(DATA LISTING begins)

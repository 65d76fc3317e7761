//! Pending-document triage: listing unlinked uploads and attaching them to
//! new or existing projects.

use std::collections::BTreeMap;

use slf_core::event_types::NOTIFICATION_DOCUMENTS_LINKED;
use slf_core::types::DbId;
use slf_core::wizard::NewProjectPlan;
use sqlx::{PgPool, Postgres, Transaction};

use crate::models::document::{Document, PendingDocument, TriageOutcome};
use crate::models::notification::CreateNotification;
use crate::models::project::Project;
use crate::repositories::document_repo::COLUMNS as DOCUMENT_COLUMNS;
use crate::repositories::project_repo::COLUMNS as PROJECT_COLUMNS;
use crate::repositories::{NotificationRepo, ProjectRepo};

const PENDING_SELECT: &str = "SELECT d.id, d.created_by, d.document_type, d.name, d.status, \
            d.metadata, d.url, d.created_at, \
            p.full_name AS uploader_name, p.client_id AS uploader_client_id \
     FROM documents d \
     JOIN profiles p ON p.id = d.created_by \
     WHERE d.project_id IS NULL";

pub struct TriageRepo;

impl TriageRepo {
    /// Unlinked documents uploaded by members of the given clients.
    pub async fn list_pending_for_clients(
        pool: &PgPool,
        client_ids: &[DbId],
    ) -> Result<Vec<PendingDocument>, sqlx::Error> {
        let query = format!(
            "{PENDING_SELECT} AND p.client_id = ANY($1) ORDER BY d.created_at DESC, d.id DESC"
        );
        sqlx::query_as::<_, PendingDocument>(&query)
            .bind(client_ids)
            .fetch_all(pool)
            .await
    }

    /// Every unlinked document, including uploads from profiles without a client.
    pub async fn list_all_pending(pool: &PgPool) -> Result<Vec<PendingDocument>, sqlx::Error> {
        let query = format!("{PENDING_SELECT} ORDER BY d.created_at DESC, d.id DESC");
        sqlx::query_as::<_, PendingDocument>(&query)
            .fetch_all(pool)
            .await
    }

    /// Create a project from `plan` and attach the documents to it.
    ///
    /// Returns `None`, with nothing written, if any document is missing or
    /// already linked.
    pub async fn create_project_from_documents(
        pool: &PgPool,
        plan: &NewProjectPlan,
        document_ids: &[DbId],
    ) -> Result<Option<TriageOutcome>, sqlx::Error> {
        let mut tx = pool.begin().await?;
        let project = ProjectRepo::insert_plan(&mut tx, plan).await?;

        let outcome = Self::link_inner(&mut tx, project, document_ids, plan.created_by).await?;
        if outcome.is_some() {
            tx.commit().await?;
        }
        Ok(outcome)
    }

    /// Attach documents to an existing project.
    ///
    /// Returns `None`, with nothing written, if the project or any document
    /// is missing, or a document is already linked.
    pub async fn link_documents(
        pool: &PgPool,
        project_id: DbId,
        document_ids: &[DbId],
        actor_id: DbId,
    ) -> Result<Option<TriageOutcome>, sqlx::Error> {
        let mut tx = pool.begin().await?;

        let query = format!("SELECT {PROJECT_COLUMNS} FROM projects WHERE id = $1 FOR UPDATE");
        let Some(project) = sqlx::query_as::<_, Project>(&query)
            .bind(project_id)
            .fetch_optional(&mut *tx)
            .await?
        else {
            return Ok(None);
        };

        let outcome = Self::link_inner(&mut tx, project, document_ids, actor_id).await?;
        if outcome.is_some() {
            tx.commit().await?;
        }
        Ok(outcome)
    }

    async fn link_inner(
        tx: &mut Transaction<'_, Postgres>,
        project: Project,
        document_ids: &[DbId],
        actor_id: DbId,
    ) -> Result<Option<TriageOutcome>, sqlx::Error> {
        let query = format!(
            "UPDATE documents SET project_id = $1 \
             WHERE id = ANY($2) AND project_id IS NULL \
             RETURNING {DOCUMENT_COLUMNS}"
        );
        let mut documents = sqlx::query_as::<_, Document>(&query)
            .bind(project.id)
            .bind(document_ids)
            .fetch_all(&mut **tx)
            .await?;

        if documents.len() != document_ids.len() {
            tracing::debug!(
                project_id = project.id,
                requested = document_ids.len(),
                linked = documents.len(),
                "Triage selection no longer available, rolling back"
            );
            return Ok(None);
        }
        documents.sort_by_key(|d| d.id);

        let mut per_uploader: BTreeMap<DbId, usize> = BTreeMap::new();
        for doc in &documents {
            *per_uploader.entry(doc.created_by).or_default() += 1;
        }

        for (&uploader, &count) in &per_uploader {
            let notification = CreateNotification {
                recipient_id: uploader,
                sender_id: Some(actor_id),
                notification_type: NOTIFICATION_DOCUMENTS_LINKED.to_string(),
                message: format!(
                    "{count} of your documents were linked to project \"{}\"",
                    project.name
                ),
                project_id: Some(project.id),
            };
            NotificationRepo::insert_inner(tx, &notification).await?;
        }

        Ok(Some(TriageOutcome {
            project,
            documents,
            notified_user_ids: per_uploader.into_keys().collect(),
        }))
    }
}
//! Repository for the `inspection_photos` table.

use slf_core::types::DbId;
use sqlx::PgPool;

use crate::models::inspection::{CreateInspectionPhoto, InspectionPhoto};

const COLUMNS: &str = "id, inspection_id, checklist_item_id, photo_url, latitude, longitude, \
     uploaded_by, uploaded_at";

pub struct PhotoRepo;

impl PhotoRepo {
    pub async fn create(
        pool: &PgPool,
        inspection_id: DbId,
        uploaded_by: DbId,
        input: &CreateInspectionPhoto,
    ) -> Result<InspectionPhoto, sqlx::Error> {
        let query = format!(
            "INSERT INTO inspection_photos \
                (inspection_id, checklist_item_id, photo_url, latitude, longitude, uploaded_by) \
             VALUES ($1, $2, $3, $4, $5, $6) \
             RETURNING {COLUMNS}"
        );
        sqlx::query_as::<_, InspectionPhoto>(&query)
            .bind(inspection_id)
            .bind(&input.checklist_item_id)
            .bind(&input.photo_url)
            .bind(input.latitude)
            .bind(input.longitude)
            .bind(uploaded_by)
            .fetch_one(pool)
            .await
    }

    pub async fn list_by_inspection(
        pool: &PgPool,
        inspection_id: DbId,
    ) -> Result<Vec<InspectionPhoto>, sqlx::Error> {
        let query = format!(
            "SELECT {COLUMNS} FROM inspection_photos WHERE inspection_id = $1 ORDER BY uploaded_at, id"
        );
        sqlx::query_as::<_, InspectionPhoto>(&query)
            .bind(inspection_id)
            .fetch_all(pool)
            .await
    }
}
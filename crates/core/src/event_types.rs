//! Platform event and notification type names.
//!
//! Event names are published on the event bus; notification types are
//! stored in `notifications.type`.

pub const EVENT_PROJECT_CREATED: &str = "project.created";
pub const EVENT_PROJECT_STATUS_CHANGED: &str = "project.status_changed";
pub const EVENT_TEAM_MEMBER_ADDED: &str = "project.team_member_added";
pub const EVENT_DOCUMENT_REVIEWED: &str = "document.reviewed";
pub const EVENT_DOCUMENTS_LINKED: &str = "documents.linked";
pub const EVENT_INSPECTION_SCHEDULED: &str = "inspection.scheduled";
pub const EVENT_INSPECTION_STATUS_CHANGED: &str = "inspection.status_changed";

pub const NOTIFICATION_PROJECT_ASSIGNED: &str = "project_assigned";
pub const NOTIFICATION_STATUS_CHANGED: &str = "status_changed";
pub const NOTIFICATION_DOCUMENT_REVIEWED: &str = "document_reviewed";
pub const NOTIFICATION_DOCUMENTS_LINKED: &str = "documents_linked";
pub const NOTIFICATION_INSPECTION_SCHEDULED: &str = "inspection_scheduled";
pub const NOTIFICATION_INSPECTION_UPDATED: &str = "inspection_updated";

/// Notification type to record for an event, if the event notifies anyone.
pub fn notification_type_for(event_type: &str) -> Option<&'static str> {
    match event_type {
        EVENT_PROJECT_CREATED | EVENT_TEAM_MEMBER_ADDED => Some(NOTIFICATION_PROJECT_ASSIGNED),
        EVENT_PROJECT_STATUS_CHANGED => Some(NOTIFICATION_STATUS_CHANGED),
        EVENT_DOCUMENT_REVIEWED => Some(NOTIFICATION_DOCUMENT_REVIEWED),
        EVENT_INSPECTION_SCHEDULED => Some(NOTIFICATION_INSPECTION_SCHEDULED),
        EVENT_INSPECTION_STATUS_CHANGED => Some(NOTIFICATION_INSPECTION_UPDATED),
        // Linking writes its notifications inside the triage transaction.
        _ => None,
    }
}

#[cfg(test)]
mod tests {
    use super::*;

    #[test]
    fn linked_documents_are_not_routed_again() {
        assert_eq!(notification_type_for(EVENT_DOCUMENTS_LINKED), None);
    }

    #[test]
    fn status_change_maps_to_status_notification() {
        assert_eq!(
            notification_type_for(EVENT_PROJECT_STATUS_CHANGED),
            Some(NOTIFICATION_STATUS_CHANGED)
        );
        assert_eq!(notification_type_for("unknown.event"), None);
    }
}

(DATA LISTING ends)

Copy out, from the listing above, every line that contains the string "struct".

pub struct TriageRepo;
pub struct PhotoRepo;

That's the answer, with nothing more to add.